Behind me, Wantu stood sticks within an ashen circle of stones. He gestured to the oaks and I walked over and collected the dried branches. He made a cone of kindling then placed a ball of dried grass at its center and lit it with a cheap yellow lighter. The grey branches were soon aflame and Wantu walked back along the trail returning with chunks of splintered ties. He placed the tarred wood on the kindling until the fire turned tall and blue and smoke billowed thick like a steam engine. Wantu stood back and smiled. We then walked to the water’s edge where he showed me an aluminum stock pot, the lip as tall as Wantu’s waist. We filled it halfway and then I waddled it back to the fire where Wantu helped me position it on a platform of cement blocks until its bottom was wrapped in flames. Then Wantu gathered stones as big as cantaloupes and dropped them into the pot. I looked at him questioningly.

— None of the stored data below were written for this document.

#[cfg(test)]
mod tests {
    use super::*;
    use crate::config::Timeouts;
    use crate::error::ValidateError;
    use crate::mock_stream::{
        builder, connected, sent, session, session_with, MockStream, MockTransport, CAPA, LISTING,
        LOGIN,
    };
    use std::io::ErrorKind;

    #[test]
    fn connect_sequence() {
        let (s, _, written) = connected("");
        assert_eq!(s.state(), State::Ready);
        assert_eq!(
            s.capabilities(),
            Some(Capabilities {
                pipelining: true,
                uidl: true,
                top: true
            })
        );
        assert_eq!(s.mails, 2);
        assert_eq!(s.id("aaa"), Some(1));
        assert_eq!(s.size("bbb"), 200);
        assert!(s.checked.get().is_some());
        assert_eq!(
            sent(&written),
            "CAPA\r\nUSER bob\r\nPASS hunter2\r\nSTAT\r\nUIDL\r\nLIST\r\n"
        );
    }

    #[test]
    fn capabilities_asked_once() {
        let transport = MockTransport::new();
        transport.script(&format!("{}{}{}", CAPA, LOGIN, LISTING));
        let second = transport.script(&format!("+OK again\r\n{}{}", LOGIN, LISTING));
        let mut s = session(&transport);
        assert!(s.connect_to_server());
        s.disconnect();
        assert!(s.connect_to_server());
        assert_eq!(
            sent(&second),
            "USER bob\r\nPASS hunter2\r\nSTAT\r\nUIDL\r\nLIST\r\n"
        );
    }

    #[test]
    fn capa_refused_still_connects() {
        let transport = MockTransport::new();
        let written = transport.script(&format!(
            "+OK hi\r\n-ERR unknown command\r\n{}{}",
            LOGIN, LISTING
        ));
        let mut s = session(&transport);
        assert!(s.connect_to_server());
        assert_eq!(s.capabilities(), Some(Capabilities::default()));
        assert_eq!(s.last_error(), "");
        assert!(sent(&written).starts_with("CAPA\r\nUSER bob\r\n"));
    }

    #[test]
    fn bad_password() {
        let transport = MockTransport::new();
        let written = transport.script(&format!("{}+OK\r\n-ERR Login failed.\r\n", CAPA));
        let mut s = session(&transport);
        assert!(!s.connect_to_server());
        assert_eq!(s.state(), State::Disconnected);
        assert_eq!(s.last_error(), "Login failed.");
        // the mailbox says goodbye after a refused login
        assert!(sent(&written).ends_with("PASS hunter2\r\nQUIT\r\n"));
        assert!(!s.last_error().contains("hunter2"));
    }

    #[test]
    fn unreachable_server() {
        let transport = MockTransport::new();
        let mut s = session(&transport);
        assert!(!s.connect_to_server());
        assert!(s.last_error().starts_with("Cannot connect (pop.example.com:110)"));
        assert!(s.check_connection().is_err());
        assert_eq!(s.num_mails(), 0);
    }

    #[test]
    fn silent_server() {
        let transport = MockTransport::new();
        transport.push(MockStream::default().with_eof());
        transport.push(MockStream::default().with_err());
        let mut s = session(&transport);
        assert!(!s.connect_to_server());
        assert_eq!(s.last_error(), "Error opening mailbox: No response from server");
        assert!(!s.connect_to_server());
        assert_eq!(s.last_error(), "Error opening mailbox: MockStream Error");
        assert_eq!(s.state(), State::Disconnected);
    }

    #[test]
    fn partial_listing_failure() {
        let transport = MockTransport::new();
        transport.script(&format!(
            "{}{}-ERR STAT broken\r\n+OK\r\n1 aaa\r\n.\r\n-ERR LIST broken\r\n",
            CAPA, LOGIN
        ));
        let mut s = session(&transport);
        assert!(s.connect_to_server());
        assert_eq!(s.mails, 0);
        assert_eq!(s.id("aaa"), Some(1));
        assert_eq!(s.size("aaa"), 0);
        assert_eq!(s.last_error(), "STAT broken");
    }

    #[test]
    fn stale_ids_never_resolve() {
        let transport = MockTransport::new();
        transport.script(&format!("{}{}{}", CAPA, LOGIN, LISTING));
        transport.script(&format!(
            "+OK\r\n{}+OK 1 99\r\n+OK\r\n1 ccc\r\n.\r\n+OK\r\n1 99\r\n.\r\n",
            LOGIN
        ));
        let mut s = session(&transport);
        assert!(s.connect_to_server());
        assert_eq!(s.id("aaa"), Some(1));
        s.disconnect();
        assert_eq!(s.id("aaa"), None);
        assert!(s.uidls().is_none());
        assert!(s.connect_to_server());
        assert_eq!(s.id("aaa"), None);
        assert_eq!(s.id("ccc"), Some(1));
        assert_eq!(s.size("aaa"), 0);
    }

    #[test]
    fn header_uses_top() {
        let (mut s, _, written) = connected("+OK\r\nSubject: hi\r\n.\r\n");
        assert_eq!(s.header("bbb").unwrap(), b"Subject: hi\r\n".to_vec());
        assert!(sent(&written).ends_with("LIST\r\nTOP 2 0\r\n"));
    }

    #[test]
    fn header_falls_back_to_retr() {
        let (mut s, _, written) =
            connected("-ERR TOP disabled\r\n+OK\r\nSubject: hi\r\n\r\nbody\r\n.\r\n");
        assert_eq!(
            s.header("aaa").unwrap(),
            b"Subject: hi\r\n\r\nbody\r\n".to_vec()
        );
        assert!(sent(&written).ends_with("TOP 1 0\r\nRETR 1\r\n"));
    }

    #[test]
    fn unknown_uidl_sends_nothing() {
        let (mut s, _, written) = connected("");
        let before = sent(&written);
        assert!(s.header("zzz").is_none());
        assert!(s.body("zzz").is_none());
        assert_eq!(sent(&written), before);
    }

    #[test]
    fn size_never_connects() {
        let transport = MockTransport::new();
        let s = session(&transport);
        assert_eq!(s.size("aaa"), 0);
        assert_eq!(transport.connect_count(), 0);
    }

    #[test]
    fn retry_after_transport_failure() {
        let transport = MockTransport::new();
        transport.script(&format!("{}{}{}", CAPA, LOGIN, LISTING));
        let second = transport.script(&format!(
            "+OK\r\n{}{}+OK\r\nhello\r\n.\r\n",
            LOGIN, LISTING
        ));
        let mut s = session(&transport);
        let body = s.body("bbb").unwrap();
        assert_eq!(body, b"hello\r\n".to_vec());
        assert_eq!(transport.connect_count(), 2);
        assert!(sent(&second).ends_with("LIST\r\nRETR 2\r\n"));
    }

    #[test]
    fn second_failure_gives_up() {
        let transport = MockTransport::new();
        transport.script(&format!("{}{}{}", CAPA, LOGIN, LISTING));
        transport.script(&format!("+OK\r\n{}{}+OK\r\npartial\r\n", LOGIN, LISTING));
        let mut s = session(&transport);
        assert!(s.body("aaa").is_none());
        assert_eq!(s.last_error(), "No response from server");
        // exactly one reconnect
        assert_eq!(transport.connect_count(), 2);
        assert!(!s.is_connected());
    }

    #[test]
    fn retry_skipped_when_message_moved() {
        let transport = MockTransport::new();
        transport.script(&format!("{}{}{}", CAPA, LOGIN, LISTING));
        let second = transport.script(&format!(
            "+OK\r\n{}+OK 1 200\r\n+OK\r\n1 bbb\r\n.\r\n+OK\r\n1 200\r\n.\r\n",
            LOGIN
        ));
        let mut s = session(&transport);
        assert!(s.body("bbb").is_none());
        assert!(s.last_error().contains("changed after reconnect"));
        assert!(!sent(&second).contains("RETR"));
    }

    #[test]
    fn protocol_failure_not_retried() {
        let (mut s, transport, _) = connected("-ERR no such message\r\n");
        assert!(s.body("aaa").is_none());
        assert_eq!(s.last_error(), "no such message");
        assert_eq!(transport.connect_count(), 1);
        assert!(s.is_connected());
    }

    #[test]
    fn out_of_range_id() {
        let transport = MockTransport::new();
        transport.script(&format!(
            "{}{}+OK 1 100\r\n+OK\r\n1 aaa\r\n5 eee\r\n.\r\n+OK\r\n.\r\n",
            CAPA, LOGIN
        ));
        let mut s = session(&transport);
        assert!(s.body("eee").is_none());
        assert_eq!(s.last_error(), "Message id out of range.");
    }

    #[test]
    fn bodies_batch() {
        let (mut s, _, written) = connected("+OK\r\nSubject: a\r\n.\r\n+OK\r\nfull b\r\n.\r\n");
        let mut requests = vec![
            FetchRequest::header("aaa"),
            FetchRequest::full("zzz"),
            FetchRequest::full("bbb"),
        ];
        s.bodies(&mut requests);
        assert_eq!(requests[0].buffer(), Some(&b"Subject: a\r\n"[..]));
        assert_eq!(requests[1].buffer(), None);
        assert_eq!(requests[2].buffer(), Some(&b"full b\r\n"[..]));
        assert!(sent(&written).ends_with("LIST\r\nTOP 1 0\r\nRETR 2\r\n"));
    }

    #[test]
    fn read_timeout_drops_connection() {
        let transport = MockTransport::new();
        transport.push(
            MockStream::new(format!("{}{}{}", CAPA, LOGIN, LISTING).into_bytes())
                .with_err_at_end(ErrorKind::TimedOut),
        );
        let mut s = session(&transport);
        assert!(s.connect_to_server());
        assert!(s.body("aaa").is_none());
        assert!(!s.is_connected());
        assert!(s.last_error().starts_with("Cannot connect"));
    }

    #[test]
    fn phase_timeouts() {
        let transport = MockTransport::new();
        let stream = MockStream::new(format!("{}{}{}", CAPA, LOGIN, LISTING).into_bytes());
        let timeouts = stream.timeouts();
        transport.push(stream);
        let secs = Duration::from_secs;
        let mut b = builder();
        b.timeouts(Timeouts {
            connect: secs(5),
            listing: secs(11),
            auth: secs(22),
            idle: secs(33),
            lines: secs(44),
        });
        let mut s = session_with(&transport, &b);
        assert!(s.connect_to_server());
        assert_eq!(
            *timeouts.lock().unwrap(),
            vec![
                Some(secs(11)),
                Some(secs(22)),
                Some(secs(11)),
                Some(secs(33))
            ]
        );
    }

    #[test]
    fn oversized_body_drops_connection() {
        let transport = MockTransport::new();
        transport.script(&format!(
            "{}{}{}+OK\r\nthis body is too big\r\n.\r\n",
            CAPA, LOGIN, LISTING
        ));
        let mut b = builder();
        b.max_message_size(Some(4));
        let mut s = session_with(&transport, &b);
        assert!(s.body("aaa").is_none());
        assert!(!s.is_connected());
        // not a transport failure, so no reconnect
        assert_eq!(transport.connect_count(), 1);
        assert_eq!(s.last_error(), "Message larger than 4 bytes");
    }

    #[test]
    fn refused_fetch_is_server_error() {
        let (mut s, _, _) = connected("-ERR no such message\r\n");
        match s.fetch_with_retry("aaa", 1, "RETR 1".to_string()) {
            Err(Error::No(status)) => assert_eq!(status, "-ERR no such message"),
            other => panic!("expected a server error, got {:?}", other),
        }
        assert!(s.is_connected());
    }

    #[test]
    fn invalid_command_recorded() {
        let (mut s, _, written) = connected("");
        let before = sent(&written);
        let mut cmds = [Command::new("RETR 1\r\nDELE 1", Mode::Body)];
        assert!(s.run(&mut cmds).is_err());
        assert!(s.is_connected());
        assert_eq!(s.last_error(), Error::Validate(ValidateError('\r')).to_string());
        assert_eq!(sent(&written), before);
    }

    #[test]
    fn last_error_strips_err() {
        let transport = MockTransport::new();
        let mut s = session(&transport);
        s.last_error = "-ERR  mailbox locked \r".to_string();
        assert_eq!(s.last_error(), "mailbox locked");
        s.last_error = "-ERR ".to_string();
        assert_eq!(s.last_error(), "-ERR");
    }
}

We sat and waited for the water to boil. Wantu pulled out two dimestore, corncob pipes from his vest. They were new with tiny stickers on the stem that read “Made in Taiwan.” He pulled out a red foil bag and poured a mixture into each bowl. I looked closely in my bowl and noticed what looked like dried apple, splinters of cinnamon, and clove spikes. Wantu handed me the plastic lighter. I lit the concoction and took a hard draw. It burned my tongue, bit my throat, and fumigated all the oxygen from my lungs. I stood reflexively and began to cough. “What the hell is this?” I sputtered. Wantu, pipe stem clamped at the edge of his mouth, looked at me, eyebrows raised with concern. He reached out and handed me the foil bag. The red package had an ornamented pine tree and read: Christmas Seasons’ Old World Mulled Wine.” “Wantu, this isn’t tobacco! This isn’t for smoking,” I admonished him. “This is for wine. At Christmas time.”
“But I like Christmas,” he said apologetically. I was stunned.